══ SOURCE DATA ══

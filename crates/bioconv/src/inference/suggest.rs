//! Mapping suggester: one-stop auto-detection for a dataset sample.

use crate::patterns::PatternRegistry;
use crate::schema::{ColumnMapping, OmicsType};

use super::matcher::ColumnMatcher;
use super::omics::OmicsClassifier;

/// Orchestrates the matcher and classifier to produce a ready-to-apply
/// mapping for a dataset sample. Read-only and deterministic given the
/// same input and registry.
pub struct MappingSuggester {
    matcher: ColumnMatcher,
    classifier: OmicsClassifier,
}

impl MappingSuggester {
    /// Create a suggester over the given registry.
    pub fn new(registry: PatternRegistry) -> Self {
        Self {
            matcher: ColumnMatcher::new(registry),
            classifier: OmicsClassifier::new(),
        }
    }

    /// Suggest a raw→canonical mapping for the sample's columns.
    pub fn suggest_mapping<S: AsRef<str>>(&self, sample_columns: &[S]) -> ColumnMapping {
        self.matcher.match_mapping(sample_columns)
    }

    /// Classify the sample's omics type from its detected fields.
    pub fn detect_omics_type<S: AsRef<str>>(&self, sample_columns: &[S]) -> OmicsType {
        let mapping = self.matcher.match_mapping(sample_columns);
        self.classifier.classify(&mapping.canonical_names())
    }

    /// The matcher used for suggestions.
    pub fn matcher(&self) -> &ColumnMatcher {
        &self.matcher
    }
}

#[cfg(test)]
mod tests {
    use super::*;

    #[test]
    fn test_suggest_and_detect_agree() {
        let suggester = MappingSuggester::new(PatternRegistry::builtin());
        let columns = ["CHR", "POS", "SNP", "P", "Study_Notes"];

        let mapping = suggester.suggest_mapping(&columns);
        assert_eq!(mapping.len(), 4);
        assert_eq!(suggester.detect_omics_type(&columns), OmicsType::Genomics);
    }

    #[test]
    fn test_detect_unmatched_sample_is_unknown() {
        let suggester = MappingSuggester::new(PatternRegistry::builtin());
        assert_eq!(
            suggester.detect_omics_type(&["foo", "bar"]),
            OmicsType::Unknown
        );
    }

    #[test]
    fn test_deterministic_for_same_input() {
        let suggester = MappingSuggester::new(PatternRegistry::builtin());
        let columns = ["gene_id", "TPM", "log2FoldChange", "padj"];

        assert_eq!(
            suggester.suggest_mapping(&columns),
            suggester.suggest_mapping(&columns)
        );
        assert_eq!(
            suggester.detect_omics_type(&columns),
            OmicsType::Transcriptomics
        );
    }
}
//! Raw-to-canonical column mapping.

use indexmap::IndexMap;
use serde::{Deserialize, Serialize};

/// Ordered mapping from raw column names to canonical field names.
///
/// A raw column absent from the mapping is unmatched. Canonical names are
/// unique within one mapping: inserting a second raw column for an
/// already-claimed canonical field is rejected, so the first raw column
/// (in insertion order, which the matcher makes input-column order) wins.
///
/// A mapping is computed fresh per dataset, or once per sample for chunked
/// processing, and is not persisted between runs.
#[derive(Debug, Clone, Default, PartialEq, Eq, Serialize, Deserialize)]
#[serde(transparent)]
pub struct ColumnMapping {
    entries: IndexMap<String, String>,
}

impl ColumnMapping {
    /// Create an empty mapping.
    pub fn new() -> Self {
        Self::default()
    }

    /// Insert a raw→canonical entry. Returns `false` (and leaves the
    /// mapping unchanged) if the raw column is already mapped or the
    /// canonical field is already claimed by an earlier raw column.
    pub fn insert(&mut self, raw: impl Into<String>, canonical: impl Into<String>) -> bool {
        let raw = raw.into();
        let canonical = canonical.into();

        if self.entries.contains_key(&raw) || self.contains_canonical(&canonical) {
            return false;
        }
        self.entries.insert(raw, canonical);
        true
    }

    /// Canonical name for a raw column, if mapped.
    pub fn canonical_for(&self, raw: &str) -> Option<&str> {
        self.entries.get(raw).map(String::as_str)
    }

    /// Whether a canonical field is already claimed by some raw column.
    pub fn contains_canonical(&self, canonical: &str) -> bool {
        self.entries.values().any(|c| c == canonical)
    }

    /// Iterate entries in insertion order.
    pub fn iter(&self) -> impl Iterator<Item = (&str, &str)> {
        self.entries.iter().map(|(r, c)| (r.as_str(), c.as_str()))
    }

    /// Canonical names present in the mapping, in insertion order.
    pub fn canonical_names(&self) -> Vec<&str> {
        self.entries.values().map(String::as_str).collect()
    }

    /// Number of mapped columns.
    pub fn len(&self) -> usize {
        self.entries.len()
    }

    /// Whether no column is mapped.
    pub fn is_empty(&self) -> bool {
        self.entries.is_empty()
    }
}

impl FromIterator<(String, String)> for ColumnMapping {
    fn from_iter<T: IntoIterator<Item = (String, String)>>(iter: T) -> Self {
        let mut mapping = Self::new();
        for (raw, canonical) in iter {
            mapping.insert(raw, canonical);
        }
        mapping
    }
}

#[cfg(test)]
mod tests {
    use super::*;

    #[test]
    fn test_insert_and_lookup() {
        let mut mapping = ColumnMapping::new();
        assert!(mapping.insert("CHR", "chr"));
        assert!(mapping.insert("P", "pval"));

        assert_eq!(mapping.canonical_for("CHR"), Some("chr"));
        assert_eq!(mapping.canonical_for("POS"), None);
        assert_eq!(mapping.len(), 2);
    }

    #[test]
    fn test_duplicate_canonical_rejected() {
        let mut mapping = ColumnMapping::new();
        assert!(mapping.insert("CHR", "chr"));
        assert!(!mapping.insert("chromosome", "chr"));

        assert_eq!(mapping.canonical_for("chromosome"), None);
        assert_eq!(mapping.len(), 1);
    }

    #[test]
    fn test_insertion_order_preserved() {
        let mut mapping = ColumnMapping::new();
        mapping.insert("P", "pval");
        mapping.insert("CHR", "chr");
        mapping.insert("POS", "pos");

        assert_eq!(mapping.canonical_names(), vec!["pval", "chr", "pos"]);
    }
}
//! Core type definitions for the standardized column vocabulary.

use regex::Regex;
use serde::{Deserialize, Serialize};

/// Vocabulary group a canonical field belongs to.
///
/// `Sample` covers cross-omics sample annotation fields (sample id,
/// condition, replicate, ...) that appear alongside any omics type.
#[derive(Debug, Clone, Copy, PartialEq, Eq, Hash, Serialize, Deserialize)]
#[serde(rename_all = "snake_case")]
pub enum OmicsCategory {
    Genomics,
    Transcriptomics,
    Proteomics,
    Metabolomics,
    Sample,
}

/// Omics type inferred for a dataset from its detected canonical fields.
#[derive(Debug, Clone, Copy, PartialEq, Eq, Hash, Serialize, Deserialize)]
#[serde(rename_all = "snake_case")]
pub enum OmicsType {
    Genomics,
    Transcriptomics,
    Proteomics,
    Metabolomics,
    /// No signature field was present.
    Unknown,
}

impl Default for OmicsType {
    fn default() -> Self {
        OmicsType::Unknown
    }
}

impl std::fmt::Display for OmicsType {
    fn fmt(&self, f: &mut std::fmt::Formatter<'_>) -> std::fmt::Result {
        let name = match self {
            OmicsType::Genomics => "genomics",
            OmicsType::Transcriptomics => "transcriptomics",
            OmicsType::Proteomics => "proteomics",
            OmicsType::Metabolomics => "metabolomics",
            OmicsType::Unknown => "unknown",
        };
        write!(f, "{}", name)
    }
}

/// A standardized column name together with the raw names it recognizes.
///
/// Matching is exact and case-insensitive against the synonym set, never
/// substring or fuzzy: the compiled pattern anchors the whole (trimmed)
/// raw name.
#[derive(Debug, Clone)]
pub struct CanonicalField {
    /// Canonical identifier, e.g. `chr`, `pval`, `gene_id`.
    pub name: String,
    /// Vocabulary group this field belongs to.
    pub category: OmicsCategory,
    /// Raw column names recognized for this field, in declaration order.
    pub synonyms: Vec<String>,
    /// Compiled `(?i)^(syn1|syn2|...)$` pattern over the synonyms.
    pattern: Regex,
}

impl CanonicalField {
    /// Build a field from its synonym list. Synonyms are regex-escaped,
    /// so any string is a valid synonym.
    pub fn new<I, S>(name: impl Into<String>, category: OmicsCategory, synonyms: I) -> Self
    where
        I: IntoIterator<Item = S>,
        S: Into<String>,
    {
        let name = name.into();
        let synonyms: Vec<String> = synonyms.into_iter().map(Into::into).collect();

        let alternatives: Vec<String> = synonyms.iter().map(|s| regex::escape(s)).collect();
        let pattern = Regex::new(&format!("(?i)^(?:{})$", alternatives.join("|"))).unwrap();

        Self {
            name,
            category,
            synonyms,
            pattern,
        }
    }

    /// Test whether a raw column name denotes this field. The raw name is
    /// trimmed; case is handled by the pattern.
    pub fn matches(&self, raw_name: &str) -> bool {
        self.pattern.is_match(raw_name.trim())
    }
}

#[cfg(test)]
mod tests {
    use super::*;

    #[test]
    fn test_field_matches_case_insensitive() {
        let field = CanonicalField::new(
            "chr",
            OmicsCategory::Genomics,
            ["chr", "chromosome", "chrom"],
        );

        assert!(field.matches("CHR"));
        assert!(field.matches("chr"));
        assert!(field.matches("Chromosome"));
        assert!(field.matches("CHROM"));
        assert!(field.matches("  chr  "));
    }

    #[test]
    fn test_field_match_is_exact_not_substring() {
        let field = CanonicalField::new("chr", OmicsCategory::Genomics, ["chr"]);

        assert!(!field.matches("chr_build"));
        assert!(!field.matches("my_chr"));
        assert!(!field.matches(""));
    }

    #[test]
    fn test_synonyms_with_regex_metacharacters() {
        let field = CanonicalField::new("pval", OmicsCategory::Genomics, ["p-value", "p.value"]);

        assert!(field.matches("P-Value"));
        assert!(field.matches("p.value"));
        // The dot must be literal, not a wildcard.
        assert!(!field.matches("pxvalue"));
    }
}
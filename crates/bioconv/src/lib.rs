//! Bioconv: column-name standardization for omics tabular files.
//!
//! Bioconv maps the inconsistently named columns of genomics,
//! transcriptomics, proteomics, and metabolomics tables onto a canonical
//! vocabulary, classifies each dataset's omics type from the fields it
//! detects, and applies the resulting rename/select mapping — whole-file,
//! in fixed-size chunks for large files, or batched over many files.
//!
//! # Core Principles
//!
//! - **Deterministic**: matching is exact, case-insensitive synonym
//!   lookup; conflicts resolve by input order, every run alike
//! - **Non-destructive**: source tables are never modified; conversion
//!   produces a new table
//! - **Bounded memory**: chunked conversion holds one row batch at a time
//!
//! # Example
//!
//! ```no_run
//! use bioconv::Bioconv;
//!
//! let bioconv = Bioconv::new();
//! let result = bioconv.convert_file("gwas_sumstats.tsv.gz", None).unwrap();
//!
//! println!("Omics type: {}", result.omics_type);
//! println!("Columns: {:?}", result.table.headers);
//! ```

pub mod error;
pub mod inference;
pub mod input;
pub mod output;
pub mod patterns;
pub mod schema;
pub mod transform;

mod bioconv;

pub use crate::bioconv::{Bioconv, BioconvConfig, ConversionResult};
pub use error::{BioconvError, Result};
pub use inference::{ColumnMatcher, MappingSuggester, OmicsClassifier};
pub use input::{suggest_chunk_rows, ChunkReader, DataTable, Parser, ParserConfig, SourceMetadata};
pub use output::{
    save_results, write_table, Compression, DelimitedWriter, MemorySink, OutputFormat, TableSink,
    WriteOptions,
};
pub use patterns::PatternRegistry;
pub use schema::{CanonicalField, ColumnMapping, OmicsCategory, OmicsType};
pub use transform::{BatchOptions, BatchOutcome, ConversionEngine, ConvertOptions};
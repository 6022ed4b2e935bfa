//! Inference layer: column matching, omics classification, and mapping
//! suggestion.

mod matcher;
mod omics;
mod suggest;

pub use matcher::ColumnMatcher;
pub use omics::OmicsClassifier;
pub use suggest::MappingSuggester;
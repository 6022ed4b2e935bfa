//! Parsed tabular data and source file metadata.

use std::path::PathBuf;

use chrono::{DateTime, Utc};
use serde::{Deserialize, Serialize};

/// Metadata about the source data file.
#[derive(Debug, Clone, Serialize, Deserialize)]
pub struct SourceMetadata {
    /// File name without path.
    pub file: String,
    /// Full path to the file.
    pub path: PathBuf,
    /// SHA-256 hash of the file contents (as stored, before decompression).
    pub hash: String,
    /// File size in bytes.
    pub size_bytes: u64,
    /// Detected format (tsv, csv, vcf, with a .gz suffix when compressed).
    pub format: String,
    /// Detected encoding.
    pub encoding: String,
    /// Number of data rows (excluding header).
    pub row_count: usize,
    /// Number of columns.
    pub column_count: usize,
    /// When the file was read.
    pub analyzed_at: DateTime<Utc>,
}

impl SourceMetadata {
    /// Create metadata for a file that has been parsed.
    pub fn new(
        path: PathBuf,
        hash: String,
        size_bytes: u64,
        format: String,
        row_count: usize,
        column_count: usize,
    ) -> Self {
        let file = path
            .file_name()
            .map(|s| s.to_string_lossy().into_owned())
            .unwrap_or_default();

        Self {
            file,
            path,
            hash,
            size_bytes,
            format,
            encoding: "utf-8".to_string(),
            row_count,
            column_count,
            analyzed_at: Utc::now(),
        }
    }
}

/// Represents parsed tabular data.
///
/// Conversion never mutates a table in place; the engine produces a new
/// `DataTable` and leaves the input untouched.
#[derive(Debug, Clone, PartialEq, Eq)]
pub struct DataTable {
    /// Column headers.
    pub headers: Vec<String>,
    /// Row data as strings (row-major order).
    pub rows: Vec<Vec<String>>,
    /// The delimiter used.
    pub delimiter: u8,
}

impl DataTable {
    /// Create a new data table.
    pub fn new(headers: Vec<String>, rows: Vec<Vec<String>>, delimiter: u8) -> Self {
        Self {
            headers,
            rows,
            delimiter,
        }
    }

    /// Get the number of columns.
    pub fn column_count(&self) -> usize {
        self.headers.len()
    }

    /// Get the number of rows (excluding header).
    pub fn row_count(&self) -> usize {
        self.rows.len()
    }

    /// Index of a column by name.
    pub fn column_index(&self, name: &str) -> Option<usize> {
        self.headers.iter().position(|h| h == name)
    }

    /// Get all values for a column by index.
    pub fn column_values(&self, index: usize) -> impl Iterator<Item = &str> {
        self.rows
            .iter()
            .map(move |row| row.get(index).map(String::as_str).unwrap_or(""))
    }

    /// Get a column by name.
    pub fn column_by_name(&self, name: &str) -> Option<Vec<&str>> {
        let index = self.column_index(name)?;
        Some(self.column_values(index).collect())
    }

    /// Get a specific cell value.
    pub fn get(&self, row: usize, col: usize) -> Option<&str> {
        self.rows.get(row).and_then(|r| r.get(col).map(String::as_str))
    }
}
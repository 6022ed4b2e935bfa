//! Batch conversion over multiple files with partial-failure semantics.

use std::path::Path;

use indexmap::IndexMap;

use crate::error::BioconvError;
use crate::input::DataTable;

use super::engine::{ConversionEngine, ConvertOptions};

/// Options shared across a batch.
#[derive(Debug, Clone, Default)]
pub struct BatchOptions {
    /// Conversion options applied to every file.
    pub convert: ConvertOptions,
    /// Extra constant columns per file, keyed by the file's path string.
    /// Merged over `convert.metadata`, overriding same-named keys.
    pub per_file_metadata: IndexMap<String, IndexMap<String, String>>,
}

/// Result of a batch conversion: one slot per input file.
///
/// A failure on one file never aborts the batch; it lands in `failed`
/// under that file's path while the remaining files continue.
#[derive(Debug, Default)]
pub struct BatchOutcome {
    /// Successfully converted tables, in input order.
    pub converted: IndexMap<String, DataTable>,
    /// Per-file errors, in input order.
    pub failed: IndexMap<String, BioconvError>,
}

impl BatchOutcome {
    /// Whether every file converted.
    pub fn is_complete(&self) -> bool {
        self.failed.is_empty()
    }

    /// Total number of input files accounted for.
    pub fn total(&self) -> usize {
        self.converted.len() + self.failed.len()
    }
}

impl ConversionEngine {
    /// Convert each file independently, collecting per-file results.
    ///
    /// Files are processed sequentially; each conversion is side-effect
    /// free and independent of the others, so no state is shared between
    /// slots.
    pub fn convert_many<P: AsRef<Path>>(
        &self,
        files: &[P],
        options: &BatchOptions,
    ) -> BatchOutcome {
        let mut outcome = BatchOutcome::default();

        for file in files {
            let path = file.as_ref();
            let key = path.to_string_lossy().into_owned();

            let mut convert = options.convert.clone();
            if let Some(extra) = options.per_file_metadata.get(&key) {
                let metadata = convert.metadata.get_or_insert_with(IndexMap::new);
                for (k, v) in extra {
                    metadata.insert(k.clone(), v.clone());
                }
            }

            match self.convert_file(path, None, &convert) {
                Ok(table) => {
                    outcome.converted.insert(key, table);
                }
                Err(error) => {
                    outcome.failed.insert(key, error);
                }
            }
        }

        outcome
    }
}
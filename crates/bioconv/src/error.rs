//! Error types for the bioconv library.

use std::path::PathBuf;
use thiserror::Error;

/// Main error type for bioconv operations.
#[derive(Debug, Error)]
pub enum BioconvError {
    /// Error reading or writing a file.
    #[error("IO error for '{path}': {source}")]
    Io {
        path: PathBuf,
        #[source]
        source: std::io::Error,
    },

    /// Error from the CSV library.
    #[error("CSV error: {0}")]
    Csv(#[from] csv::Error),

    /// Empty file or no data to convert.
    #[error("Empty data: {0}")]
    EmptyData(String),

    /// No column in the source matched a canonical field while unmatched
    /// columns are being dropped. The result would carry no data columns.
    #[error("No match: none of the {columns} source columns matched a canonical field (set keep_unmatched or supply a mapping)")]
    NoMatch { columns: usize },

    /// A later chunk's raw columns differ from the first chunk's. The
    /// mapping is fixed after the first chunk, so continuing would
    /// silently mis-map data.
    #[error("Schema drift in chunk {chunk}: column '{column}' differs from the first chunk's header")]
    SchemaDrift { chunk: usize, column: String },

    /// Error writing columnar output.
    #[cfg(feature = "parquet")]
    #[error("Parquet error: {0}")]
    Parquet(String),
}

/// Result type alias for bioconv operations.
pub type Result<T> = std::result::Result<T, BioconvError>;
//! Writers for standardized tables.

use std::fs::File;
use std::io::Write;
use std::path::{Path, PathBuf};

use flate2::write::GzEncoder;
use indexmap::IndexMap;
use serde::{Deserialize, Serialize};

use crate::error::{BioconvError, Result};
use crate::input::DataTable;

/// Destination the conversion engine streams rows into.
///
/// This is the seam for external I/O adapters: anything that can accept a
/// header once and rows in order can receive a conversion.
pub trait TableSink {
    /// Write the column header. Called exactly once, before any row.
    fn write_header(&mut self, headers: &[String]) -> Result<()>;

    /// Append one data row.
    fn write_row(&mut self, row: &[String]) -> Result<()>;

    /// Flush buffered output. Called once, after the last row.
    fn finish(&mut self) -> Result<()>;
}

/// Output format for written tables.
#[derive(Debug, Clone, Copy, PartialEq, Eq, Default, Serialize, Deserialize)]
#[serde(rename_all = "snake_case")]
pub enum OutputFormat {
    /// Tab-separated text (default).
    #[default]
    Tsv,
    /// Comma-separated text.
    Csv,
    /// Columnar binary with snappy block compression.
    #[cfg(feature = "parquet")]
    Parquet,
}

impl OutputFormat {
    fn extension(self) -> &'static str {
        match self {
            OutputFormat::Tsv => "tsv",
            OutputFormat::Csv => "csv",
            #[cfg(feature = "parquet")]
            OutputFormat::Parquet => "parquet",
        }
    }
}

/// Compression applied to delimited output. Parquet output carries its own
/// block compression and ignores this knob.
#[derive(Debug, Clone, Copy, PartialEq, Eq, Default, Serialize, Deserialize)]
#[serde(rename_all = "snake_case")]
pub enum Compression {
    #[default]
    None,
    Gzip,
}

/// Options for writing standardized tables.
#[derive(Debug, Clone, Copy, Default, Serialize, Deserialize)]
pub struct WriteOptions {
    pub format: OutputFormat,
    pub compression: Compression,
}

/// Writes delimited text, optionally gzip-compressed.
pub struct DelimitedWriter {
    writer: csv::Writer<Box<dyn Write>>,
    path: PathBuf,
}

impl DelimitedWriter {
    /// Create a writer at `path`. Output is gzip-compressed when the path
    /// ends in `.gz`.
    pub fn create(path: impl AsRef<Path>, delimiter: u8) -> Result<Self> {
        let path = path.as_ref();
        let gzip = path
            .extension()
            .map(|e| e.eq_ignore_ascii_case("gz"))
            .unwrap_or(false);
        Self::create_with(path, delimiter, gzip)
    }

    /// Create a writer with an explicit gzip choice.
    pub fn create_with(path: impl AsRef<Path>, delimiter: u8, gzip: bool) -> Result<Self> {
        let path = path.as_ref();
        let file = File::create(path).map_err(|e| BioconvError::Io {
            path: path.to_path_buf(),
            source: e,
        })?;

        let sink: Box<dyn Write> = if gzip {
            Box::new(GzEncoder::new(file, flate2::Compression::default()))
        } else {
            Box::new(file)
        };

        Ok(Self {
            writer: csv::WriterBuilder::new()
                .delimiter(delimiter)
                .from_writer(sink),
            path: path.to_path_buf(),
        })
    }
}

impl TableSink for DelimitedWriter {
    fn write_header(&mut self, headers: &[String]) -> Result<()> {
        self.writer.write_record(headers)?;
        Ok(())
    }

    fn write_row(&mut self, row: &[String]) -> Result<()> {
        self.writer.write_record(row)?;
        Ok(())
    }

    fn finish(&mut self) -> Result<()> {
        self.writer.flush().map_err(|e| BioconvError::Io {
            path: self.path.clone(),
            source: e,
        })
    }
}

/// In-memory sink, for buffering small results and for tests.
#[derive(Debug, Default)]
pub struct MemorySink {
    pub headers: Option<Vec<String>>,
    pub rows: Vec<Vec<String>>,
}

impl MemorySink {
    pub fn new() -> Self {
        Self::default()
    }
}

impl TableSink for MemorySink {
    fn write_header(&mut self, headers: &[String]) -> Result<()> {
        self.headers = Some(headers.to_vec());
        Ok(())
    }

    fn write_row(&mut self, row: &[String]) -> Result<()> {
        self.rows.push(row.to_vec());
        Ok(())
    }

    fn finish(&mut self) -> Result<()> {
        Ok(())
    }
}

/// Write a whole table to `path` in one shot.
pub fn write_table(table: &DataTable, path: impl AsRef<Path>, options: &WriteOptions) -> Result<()> {
    let path = path.as_ref();

    #[cfg(feature = "parquet")]
    if options.format == OutputFormat::Parquet {
        return super::parquet::write_parquet(table, path);
    }

    let delimiter = match options.format {
        OutputFormat::Tsv => b'\t',
        OutputFormat::Csv => b',',
        #[cfg(feature = "parquet")]
        OutputFormat::Parquet => unreachable!("handled above"),
    };
    let gzip = options.compression == Compression::Gzip
        || path
            .extension()
            .map(|e| e.eq_ignore_ascii_case("gz"))
            .unwrap_or(false);

    let mut writer = DelimitedWriter::create_with(path, delimiter, gzip)?;
    writer.write_header(&table.headers)?;
    for row in &table.rows {
        writer.write_row(row)?;
    }
    writer.finish()
}

/// Write each converted table under `dir` as `<prefix>_<stem>.<ext>`,
/// where the stem is the source file name with its tabular extensions
/// stripped. Returns the written paths in input order.
pub fn save_results(
    results: &IndexMap<String, DataTable>,
    dir: impl AsRef<Path>,
    prefix: &str,
    options: &WriteOptions,
) -> Result<Vec<PathBuf>> {
    let dir = dir.as_ref();
    std::fs::create_dir_all(dir).map_err(|e| BioconvError::Io {
        path: dir.to_path_buf(),
        source: e,
    })?;

    let mut written = Vec::with_capacity(results.len());
    for (source, table) in results {
        let stem = source_stem(source);
        let mut name = format!("{}_{}.{}", prefix, stem, options.format.extension());
        if options.compression == Compression::Gzip && !is_binary_format(options.format) {
            name.push_str(".gz");
        }

        let path = dir.join(name);
        write_table(table, &path, options)?;
        written.push(path);
    }
    Ok(written)
}

fn is_binary_format(format: OutputFormat) -> bool {
    #[cfg(feature = "parquet")]
    {
        format == OutputFormat::Parquet
    }
    #[cfg(not(feature = "parquet"))]
    {
        let _ = format;
        false
    }
}

/// File name with the usual tabular extensions stripped, so
/// `data.tsv.gz` becomes `data`.
fn source_stem(source: &str) -> String {
    let mut stem = Path::new(source)
        .file_name()
        .map(|s| s.to_string_lossy().into_owned())
        .unwrap_or_else(|| source.to_string());

    loop {
        let lowered = stem.to_lowercase();
        let stripped = ["gz", "tsv", "csv", "txt", "vcf", "parquet"]
            .iter()
            .find_map(|ext| {
                lowered
                    .ends_with(&format!(".{}", ext))
                    .then(|| stem.len() - ext.len() - 1)
            });
        match stripped {
            Some(cut) => stem.truncate(cut),
            None => return stem,
        }
    }
}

═══

**WORK TO COMPLETE**. Transcribe the records above exactly, beginning at the line that contains "over many files." and ending with the line that contains "never modified; conversion", both included, and nothing else.

**REPLY TO THE EXERCISE**.
//! in fixed-size chunks for large files, or batched over many files.
//!
//! # Core Principles
//!
//! - **Deterministic**: matching is exact, case-insensitive synonym
//!   lookup; conflicts resolve by input order, every run alike
//! - **Non-destructive**: source tables are never modified; conversion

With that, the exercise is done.